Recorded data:
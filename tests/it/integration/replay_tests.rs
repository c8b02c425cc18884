//! Replay Script Integration Tests

use gridpointer::replay::ReplayScript;
use gridpointer::settings::InteractionSettings;
use gridpointer::types::{CellRange, ClearMode};

const EDIT_AND_DRAG: &str = r#"{
    "grid": { "rows": 100, "columns": 20, "viewport_width": 400, "viewport_height": 300 },
    "cells": [{ "row": 3, "column": 2, "value": "42" }],
    "events": [
        { "type": "down", "x": 224, "y": 110 },
        { "type": "up", "x": 224, "y": 110 },
        { "type": "down", "x": 224, "y": 110 },
        { "type": "up", "x": 224, "y": 110 },
        { "type": "key", "key": "Enter", "value": "7" },
        { "type": "down", "x": 160, "y": 150 },
        { "type": "move", "x": 288, "y": 190 },
        { "type": "up", "x": 288, "y": 190 }
    ]
}"#;

#[test]
fn test_replay_edit_then_drag() {
    let script = ReplayScript::from_json(EDIT_AND_DRAG).unwrap();
    let report = script.run(None);

    insta::assert_json_snapshot!(report.writes, @r###"
    [
      {
        "region": "body",
        "row": 3,
        "column": 2,
        "value": "7"
      }
    ]
    "###);

    assert_eq!(report.selections.len(), 3);
    assert_eq!(report.selections[2].clear, ClearMode::Current);
    assert_eq!(report.ranges, vec![CellRange { r1: 5, c1: 1, r2: 7, c2: 3 }]);
    assert_eq!(report.press, "idle");
    assert_eq!(report.cursor, "default");
    assert!(!report.editor.visible);
    assert!(!report.tooltip.visible);
    assert_eq!(report.pending_timers, 0);
}

#[test]
fn test_replay_autoscroll_ticks() {
    let script = ReplayScript::from_json(
        r#"{
            "grid": { "rows": 100, "columns": 20, "viewport_width": 400, "viewport_height": 300 },
            "events": [
                { "type": "down", "x": 224, "y": 110 },
                { "type": "move", "x": 224, "y": 310 },
                { "type": "tick" },
                { "type": "tick" }
            ]
        }"#,
    )
    .unwrap();
    let report = script.run(None);

    assert_eq!(report.ranges, vec![CellRange { r1: 3, c1: 2, r2: 5, c2: 2 }]);
    assert_eq!(report.press, "select");
    assert_eq!(report.cursor, "default");
    assert_eq!(report.pending_timers, 1);
}

#[test]
fn test_replay_resize_reports_cursor() {
    let script = ReplayScript::from_json(
        r#"{
            "grid": { "rows": 10, "columns": 5, "viewport_width": 400, "viewport_height": 300 },
            "events": [
                { "type": "down", "x": 254, "y": 30 },
                { "type": "move", "x": 264, "y": 30 }
            ]
        }"#,
    )
    .unwrap();
    let report = script.run(None);

    assert_eq!(report.press, "column-resize");
    assert_eq!(report.cursor, "ew-resize");
    assert_eq!(report.resizes.len(), 1);
    assert_eq!(report.resizes[0].size, 74.0);
}

#[test]
fn test_settings_argument_overrides_script() {
    let json = r#"{
        "grid": { "rows": 10, "columns": 5, "viewport_width": 400, "viewport_height": 300 },
        "settings": { "editor_inset": 0.0 },
        "events": [
            { "type": "down", "x": 224, "y": 110 },
            { "type": "up", "x": 224, "y": 110 },
            { "type": "down", "x": 224, "y": 110 },
            { "type": "up", "x": 224, "y": 110 }
        ]
    }"#;
    let script = ReplayScript::from_json(json).unwrap();
    assert_eq!(script.settings.as_ref().map(|s| s.editor_inset), Some(0.0));

    let report = script.run(None);
    assert!(report.editor.visible);
    assert_eq!(report.editor.target.map(|t| (t.row, t.column)), Some((3, 2)));

    // A label row outside the header turns the label press into a selection
    let mut settings = InteractionSettings::default();
    settings.label_row = 9;
    let header = ReplayScript::from_json(
        r#"{
            "grid": { "rows": 10, "columns": 5, "viewport_width": 400, "viewport_height": 300 },
            "events": [{ "type": "down", "x": 224, "y": 30 }]
        }"#,
    )
    .unwrap();
    assert_eq!(header.run(None).press, "click");
    assert_eq!(header.run(Some(settings)).press, "select");
}

#[test]
fn test_replay_wheel_follows_hovered_position() {
    let script = ReplayScript::from_json(
        r#"{
            "grid": { "rows": 100, "columns": 20, "viewport_width": 400, "viewport_height": 300 },
            "cells": [
                { "row": 3, "column": 2, "tooltip": "three" },
                { "row": 5, "column": 2, "tooltip": "five" }
            ],
            "events": [
                { "type": "move", "x": 224, "y": 110 },
                { "type": "wheel", "dy": 40 }
            ]
        }"#,
    )
    .unwrap();
    let report = script.run(None);

    assert_eq!(report.scroll_y, 40.0);
    assert!(report.tooltip.visible);
    assert_eq!(report.tooltip.content.as_deref(), Some("five"));
}

#[test]
fn test_unknown_event_type_is_rejected() {
    let result = ReplayScript::from_json(
        r#"{
            "grid": { "rows": 1, "columns": 1, "viewport_width": 100, "viewport_height": 100 },
            "events": [{ "type": "double-click", "x": 1, "y": 1 }]
        }"#,
    );
    assert!(result.is_err());
}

Exercise objective: Using the entries, return every line where the word "ClearMode" can be found.

Reply to the task:
use gridpointer::types::{CellRange, ClearMode};
    assert_eq!(report.selections[2].clear, ClearMode::Current);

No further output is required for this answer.